Den Namen den du für deine Typ deklaration hast, ist der gleiche wie der Typ.
Wäre dann m.E. wie

Word : WORD;

wundert mich, dass Codesys sich da nicht beschwert hat. 
[EDIT]
Ok, scheinbar geht es doch mit deklarationsname = Typenname
Finde es aber persönlich unschön
[/EDIT]


Gruß


----------



## MW22 (12 Mai 2022)

EDS_2 ist beides bei mir derzeit. Wenn ich die Variable im Struct umbenenne
TYPE EDS_2 :
STRUCT

    Mapping_EDS_2:WORD;

END_STRUCT
END_TYPE

und global die Variable Mapping_EDS_2 deklariere als word kommt auch nix an.

Ist dies komplett falsch?

Leider kenne ich mich mit codesys 2.3 so gut wie gar nicht aus deswegen frage ich so dumm.

gruß MW


----------



## ccore (12 Mai 2022)

Du brauchst die Variable nicht global deklarieren. Die Variable wird im Typ deklariert. 

Wenn du das Persistant haben möchtest wäre der richtige weg, den Typ in der Globalen Variablen Liste zu deklarieren. 

Also das Feld 

EDS_2 : EDS_2; in die GVL schreiben. 

Als Eingang für den ADR Baustein wäre dann auch 

EDS_2.Mapping_EDS_2 einzugeben. 

Habe hier auf dem Rechner leider kein CS2.3 drauf sonst würde ich ein paar Screenshots machen.


----------



## ccore (12 Mai 2022)

Und die GVL Deklaration des einzelnen WORD weglassen.


----------



## MW22 (12 Mai 2022)

Alles klar des funktioniert soweit.
Leider bekomme ich immer noch keine Daten angezeigt wenn im am Baustein eine wert vorgebe.
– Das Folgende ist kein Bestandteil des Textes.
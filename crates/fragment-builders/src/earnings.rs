use chrono::{Datelike, NaiveDate};

use research_core::{with_retries, EarningsCallSummary, ResearchError};

use crate::FragmentContext;

/// (year, quarter) of the baseline date.
pub fn quarter_of(date: NaiveDate) -> (i32, u32) {
    (date.year(), (date.month() - 1) / 3 + 1)
}

fn previous_quarter(year: i32, quarter: u32) -> (i32, u32) {
    if quarter == 1 {
        (year - 1, 4)
    } else {
        (year, quarter - 1)
    }
}

fn transcript_excerpt(content: &str) -> String {
    match content.char_indices().nth(400) {
        Some((idx, _)) => content[..idx].to_string(),
        None => content.to_string(),
    }
}

/// Baseline quarter first, then the prior quarter. Missing quarters are
/// cached as placeholders so the fallback loop advances without refetching.
pub async fn build_earnings_call(
    ctx: &FragmentContext,
    ticker: &str,
    baseline: NaiveDate,
) -> Result<Option<EarningsCallSummary>, ResearchError> {
    let Some(fmp) = ctx.fmp.clone() else {
        return Ok(None);
    };

    let (mut year, mut quarter) = quarter_of(baseline);
    for _ in 0..2 {
        let kv_key = format!("earnings_call_{ticker}_{year}Q{quarter}");
        if let Some(cached) = ctx.kv.read(&kv_key, ctx.config.earnings_call_ttl()).await {
            if research_cache::is_empty_sentinel(&cached) {
                (year, quarter) = previous_quarter(year, quarter);
                continue;
            }
            if let Ok(summary) = serde_json::from_value::<EarningsCallSummary>(cached) {
                return Ok(Some(summary));
            }
        }

        let transcript = with_retries(
            ctx.config.api_retry_attempts,
            ctx.config.retry_delay(),
            || fmp.earnings_call_transcript(ticker, year, quarter),
        )
        .await?;

        match transcript {
            Some(transcript) => {
                let summary = if ctx.llm.is_enabled() {
                    match ctx.llm.summarize_transcript(ticker, &transcript.content).await {
                        Ok(digest) => EarningsCallSummary {
                            year,
                            quarter,
                            summary: digest.summary,
                            bullets: digest.bullets,
                        },
                        Err(e) => {
                            tracing::warn!("transcript summarization failed for {ticker}: {e}");
                            EarningsCallSummary {
                                year,
                                quarter,
                                summary: transcript_excerpt(&transcript.content),
                                bullets: Vec::new(),
                            }
                        }
                    }
                } else {
                    EarningsCallSummary {
                        year,
                        quarter,
                        summary: transcript_excerpt(&transcript.content),
                        bullets: Vec::new(),
                    }
                };

                if let Ok(json) = serde_json::to_value(&summary) {
                    let _ = ctx.kv.write(&kv_key, &json).await;
                }
                return Ok(Some(summary));
            }
            None => {
                // Placeholder so the next request skips straight to the
                // prior quarter.
                let _ = ctx
                    .kv
                    .write(&kv_key, &research_cache::empty_sentinel())
                    .await;
                (year, quarter) = previous_quarter(year, quarter);
            }
        }
    }
    Ok(None)
}

#[cfg(test)]
mod tests {
    use super::*;

    #[test]
    fn quarter_mapping() {
        let d = |m, day| NaiveDate::from_ymd_opt(2024, m, day).unwrap();
        assert_eq!(quarter_of(d(1, 15)), (2024, 1));
        assert_eq!(quarter_of(d(3, 31)), (2024, 1));
        assert_eq!(quarter_of(d(4, 1)), (2024, 2));
        assert_eq!(quarter_of(d(12, 31)), (2024, 4));
    }

    #[test]
    fn previous_quarter_wraps_year() {
        assert_eq!(previous_quarter(2024, 1), (2023, 4));
        assert_eq!(previous_quarter(2024, 3), (2024, 2));
    }

    #[test]
    fn excerpt_is_bounded() {
        let long = "字".repeat(900);
        assert_eq!(transcript_excerpt(&long).chars().count(), 400);
    }
}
Deklaration vom Baustein Online








Globale Variablen




was ich vergessen habe zu sagen: Ich simuliere das ganze gerade. Habe keine reelle Steuerung derzeit vor mir liegen.


----------



## ccore (12 Mai 2022)

Lösch mal die deklaration im Baustein raus. Du deklarierst EDS_2 doppelt.


----------



## MW22 (12 Mai 2022)

Oh man...... völlig übersehen Super danke dir


----------